# Data records
◇ ◇ ◇ ◇ ◇

use std::cell::RefCell;
use std::collections::{HashMap, HashSet};
use std::fs;
use std::path::Path;

use assert_matches::assert_matches;

use grimperium::batch::{
    BatchValidator, Duplicate, DuplicateChoice, DuplicateDecision, KeyResolver, NotFoundDecision,
    NotFoundList, OnDuplicate, OnNotFound, OnUnresolved, PolicyDecisions, Unresolved,
    UnresolvedDecision, ValidationDecisions, ValidationOutcome, ValidationStage,
    load_identifier_list,
};
use grimperium::datastore::Datastore;
use grimperium::domain::MoleculeRecord;
use grimperium::error::GrimError;
use grimperium::pipeline::RunItem;
use grimperium::pubchem::{Lookup, StructureRegistry};

struct TableResolver {
    keys: HashMap<&'static str, &'static str>,
    asked: RefCell<Vec<String>>,
}

impl TableResolver {
    fn new(pairs: &[(&'static str, &'static str)]) -> Self {
        Self {
            keys: pairs.iter().copied().collect(),
            asked: RefCell::new(Vec::new()),
        }
    }
}

impl KeyResolver for TableResolver {
    fn key_for(&self, identifier: &str) -> Result<String, GrimError> {
        self.asked.borrow_mut().push(identifier.to_string());
        self.keys
            .get(identifier)
            .map(|key| key.to_string())
            .ok_or_else(|| GrimError::CompoundNotFound(identifier.to_string()))
    }
}

struct KnownNames {
    names: HashSet<&'static str>,
    failing: HashSet<&'static str>,
}

impl KnownNames {
    fn new(names: &[&'static str]) -> Self {
        Self {
            names: names.iter().copied().collect(),
            failing: HashSet::new(),
        }
    }
}

impl StructureRegistry for KnownNames {
    fn lookup(&self, _name: &str, _destination: &Path) -> Result<Lookup, GrimError> {
        Ok(Lookup::NotFound)
    }

    fn exists(&self, name: &str) -> Result<bool, GrimError> {
        if self.failing.contains(name) {
            return Err(GrimError::PubchemStatus {
                status: 503,
                message: "busy".to_string(),
            });
        }
        Ok(self.names.contains(name))
    }
}

/// Answers from a script and remembers what it was shown.
struct ScriptedDecisions {
    unresolved: UnresolvedDecision,
    duplicates: DuplicateDecision,
    individual: Vec<DuplicateChoice>,
    not_found: NotFoundDecision,
    shown_duplicates: Vec<Duplicate>,
    shown_unresolved: Vec<Unresolved>,
}

impl Default for ScriptedDecisions {
    fn default() -> Self {
        Self {
            unresolved: UnresolvedDecision::Drop,
            duplicates: DuplicateDecision::SkipAll,
            individual: Vec::new(),
            not_found: NotFoundDecision::RecordAndDrop,
            shown_duplicates: Vec::new(),
            shown_unresolved: Vec::new(),
        }
    }
}

impl ValidationDecisions for ScriptedDecisions {
    fn unresolved(&mut self, failures: &[Unresolved]) -> UnresolvedDecision {
        self.shown_unresolved = failures.to_vec();
        self.unresolved
    }

    fn duplicates(&mut self, duplicates: &[Duplicate]) -> DuplicateDecision {
        self.shown_duplicates = duplicates.to_vec();
        self.duplicates
    }

    fn choose_individually(&mut self, _duplicates: &[Duplicate]) -> Vec<DuplicateChoice> {
        self.individual.clone()
    }

    fn not_found(&mut self, _missing: &[String]) -> NotFoundDecision {
        self.not_found
    }
}

struct Fixture {
    temp: tempfile::TempDir,
    datastore: Datastore,
    not_found: NotFoundList,
}

impl Fixture {
    fn with_ethanol_stored() -> Self {
        let temp = tempfile::tempdir().unwrap();
        let datastore = Datastore::new(temp.path().join("thermo_pm7.csv"));
        assert!(datastore.append(&MoleculeRecord::new("CCO", "ethanol")).is_written());
        let not_found = NotFoundList::new(temp.path().join("not-found").join("not-found.txt"));
        Self {
            temp,
            datastore,
            not_found,
        }
    }
}

fn names(values: &[&str]) -> Vec<String> {
    values.iter().map(|value| value.to_string()).collect()
}

fn ready(outcome: ValidationOutcome) -> grimperium::batch::ValidationReport {
    match outcome {
        ValidationOutcome::Ready(report) => report,
        ValidationOutcome::Aborted { stage } => panic!("validation aborted at {stage}"),
    }
}

#[test]
fn stored_molecule_is_skipped_by_default() {
    let fixture = Fixture::with_ethanol_stored();
    let resolver = TableResolver::new(&[("ethanol", "CCO")]);
    let registry = KnownNames::new(&["ethanol"]);
    let validator =
        BatchValidator::new(&resolver, &registry, &fixture.datastore, &fixture.not_found);

    let report = ready(
        validator
            .validate(&names(&["ethanol"]), &mut PolicyDecisions::default())
            .unwrap(),
    );

    assert!(report.items.is_empty());
    assert_eq!(
        report.skipped,
        vec![Duplicate {
            identifier: "ethanol".to_string(),
            key: "CCO".to_string(),
        }]
    );
}

#[test]
fn overwrite_policy_marks_items() {
    let fixture = Fixture::with_ethanol_stored();
    let resolver = TableResolver::new(&[("ethanol", "CCO"), ("water", "O")]);
    let registry = KnownNames::new(&["ethanol", "water"]);
    let validator =
        BatchValidator::new(&resolver, &registry, &fixture.datastore, &fixture.not_found);
    let mut decisions = PolicyDecisions {
        on_duplicate: OnDuplicate::Overwrite,
        ..PolicyDecisions::default()
    };

    let report = ready(
        validator
            .validate(&names(&["water", "ethanol"]), &mut decisions)
            .unwrap(),
    );

    assert_eq!(
        report.items,
        vec![RunItem::new("water", false), RunItem::new("ethanol", true)]
    );
    assert!(report.skipped.is_empty());
}

#[test]
fn individual_choices_apply_in_order() {
    let fixture = Fixture::with_ethanol_stored();
    assert!(
        fixture
            .datastore
            .append(&MoleculeRecord::new("O", "water"))
            .is_written()
    );
    let resolver = TableResolver::new(&[("ethanol", "CCO"), ("water", "O")]);
    let registry = KnownNames::new(&["ethanol", "water"]);
    let validator =
        BatchValidator::new(&resolver, &registry, &fixture.datastore, &fixture.not_found);
    let mut decisions = ScriptedDecisions {
        duplicates: DuplicateDecision::PerIdentifier,
        individual: vec![DuplicateChoice::Skip, DuplicateChoice::Overwrite],
        ..ScriptedDecisions::default()
    };

    let report = ready(
        validator
            .validate(&names(&["ethanol", "water"]), &mut decisions)
            .unwrap(),
    );

    assert_eq!(decisions.shown_duplicates.len(), 2);
    assert_eq!(report.items, vec![RunItem::new("water", true)]);
    assert_eq!(report.skipped[0].identifier, "ethanol");
}

#[test]
fn duplicate_abort_stops_validation() {
    let fixture = Fixture::with_ethanol_stored();
    let resolver = TableResolver::new(&[("ethanol", "CCO")]);
    let registry = KnownNames::new(&["ethanol"]);
    let validator =
        BatchValidator::new(&resolver, &registry, &fixture.datastore, &fixture.not_found);
    let mut decisions = ScriptedDecisions {
        duplicates: DuplicateDecision::Abort,
        ..ScriptedDecisions::default()
    };

    let outcome = validator
        .validate(&names(&["ethanol"]), &mut decisions)
        .unwrap();
    assert_matches!(
        outcome,
        ValidationOutcome::Aborted {
            stage: ValidationStage::DatastoreOverlap
        }
    );
}

#[test]
fn unresolved_identifiers_are_dropped_or_abort() {
    let fixture = Fixture::with_ethanol_stored();
    let resolver = TableResolver::new(&[("water", "O")]);
    let registry = KnownNames::new(&["water"]);
    let validator =
        BatchValidator::new(&resolver, &registry, &fixture.datastore, &fixture.not_found);

    let mut decisions = ScriptedDecisions::default();
    let report = ready(
        validator
            .validate(&names(&["mystery", "water"]), &mut decisions)
            .unwrap(),
    );
    assert_eq!(report.items, vec![RunItem::new("water", false)]);
    assert_eq!(report.unresolved.len(), 1);
    assert_eq!(decisions.shown_unresolved[0].identifier, "mystery");

    let mut decisions = PolicyDecisions {
        on_unresolved: OnUnresolved::Abort,
        ..PolicyDecisions::default()
    };
    assert_matches!(
        validator.validate(&names(&["mystery", "water"]), &mut decisions),
        Ok(ValidationOutcome::Aborted {
            stage: ValidationStage::KeyResolution
        })
    );
}

#[test]
fn not_found_are_recorded_then_pruned() {
    let fixture = Fixture::with_ethanol_stored();
    let resolver = TableResolver::new(&[("water", "O"), ("unobtainium", "[Uo]"), ("flaky", "F")]);
    let mut registry = KnownNames::new(&["water"]);
    registry.failing.insert("flaky");
    let validator =
        BatchValidator::new(&resolver, &registry, &fixture.datastore, &fixture.not_found);

    let report = ready(
        validator
            .validate(
                &names(&["water", "unobtainium", "flaky"]),
                &mut PolicyDecisions::default(),
            )
            .unwrap(),
    );
    assert_eq!(report.items, vec![RunItem::new("water", false)]);
    assert_eq!(report.not_found, names(&["unobtainium", "flaky"]));
    assert_eq!(fixture.not_found.load().unwrap(), names(&["unobtainium", "flaky"]));

    resolver.asked.borrow_mut().clear();
    let report = ready(
        validator
            .validate(&names(&["unobtainium", "water"]), &mut PolicyDecisions::default())
            .unwrap(),
    );
    assert_eq!(report.pruned, names(&["unobtainium"]));
    assert_eq!(report.items, vec![RunItem::new("water", false)]);
    assert_eq!(*resolver.asked.borrow(), names(&["water"]));

    let retrying = BatchValidator::new(&resolver, &registry, &fixture.datastore, &fixture.not_found)
        .retry_not_found(true);
    let report = ready(
        retrying
            .validate(&names(&["unobtainium"]), &mut PolicyDecisions::default())
            .unwrap(),
    );
    assert!(report.pruned.is_empty());
    assert_eq!(report.not_found, names(&["unobtainium"]));
    assert_eq!(fixture.not_found.load().unwrap().len(), 2);
}

#[test]
fn not_found_abort_leaves_list_untouched() {
    let fixture = Fixture::with_ethanol_stored();
    let resolver = TableResolver::new(&[("unobtainium", "[Uo]")]);
    let registry = KnownNames::new(&[]);
    let validator =
        BatchValidator::new(&resolver, &registry, &fixture.datastore, &fixture.not_found);
    let mut decisions = PolicyDecisions {
        on_not_found: OnNotFound::Abort,
        ..PolicyDecisions::default()
    };

    assert_matches!(
        validator.validate(&names(&["unobtainium"]), &mut decisions),
        Ok(ValidationOutcome::Aborted {
            stage: ValidationStage::RegistryExistence
        })
    );
    assert!(!fixture.not_found.path().exists());
}

#[test]
fn candidates_are_trimmed_and_deduplicated() {
    let fixture = Fixture::with_ethanol_stored();
    let resolver = TableResolver::new(&[("water", "O")]);
    let registry = KnownNames::new(&["water"]);
    let validator =
        BatchValidator::new(&resolver, &registry, &fixture.datastore, &fixture.not_found);

    let report = ready(
        validator
            .validate(&names(&[" water", "water ", ""]), &mut PolicyDecisions::default())
            .unwrap(),
    );
    assert_eq!(report.items, vec![RunItem::new("water", false)]);
    assert_eq!(resolver.asked.borrow().len(), 1);
}

#[test]
fn identifier_list_skips_comments_and_blanks() {
    let fixture = Fixture::with_ethanol_stored();
    let path = fixture.temp.path().join("molecules.txt");
    fs::write(&path, "# alcohols\nethanol\n\n  methanol  \n#water\n").unwrap();

    assert_eq!(
        load_identifier_list(&path).unwrap(),
        names(&["ethanol", "methanol"])
    );
    assert_matches!(
        load_identifier_list(&fixture.temp.path().join("absent.txt")),
        Err(GrimError::ListRead(_))
    );
}

#[test]
fn not_found_list_ignores_repeats() {
    let fixture = Fixture::with_ethanol_stored();
    assert_eq!(fixture.not_found.record(&names(&["a", "b", "a"])).unwrap(), 2);
    assert_eq!(fixture.not_found.record(&names(&["b", " c "])).unwrap(), 1);
    assert_eq!(fixture.not_found.load().unwrap(), names(&["a", "b", "c"]));
}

◇ ◇ ◇ ◇ ◇

Report each line of the entries where the word "ValidationDecisions" occurs.

# Response below
    UnresolvedDecision, ValidationDecisions, ValidationOutcome, ValidationStage,
impl ValidationDecisions for ScriptedDecisions {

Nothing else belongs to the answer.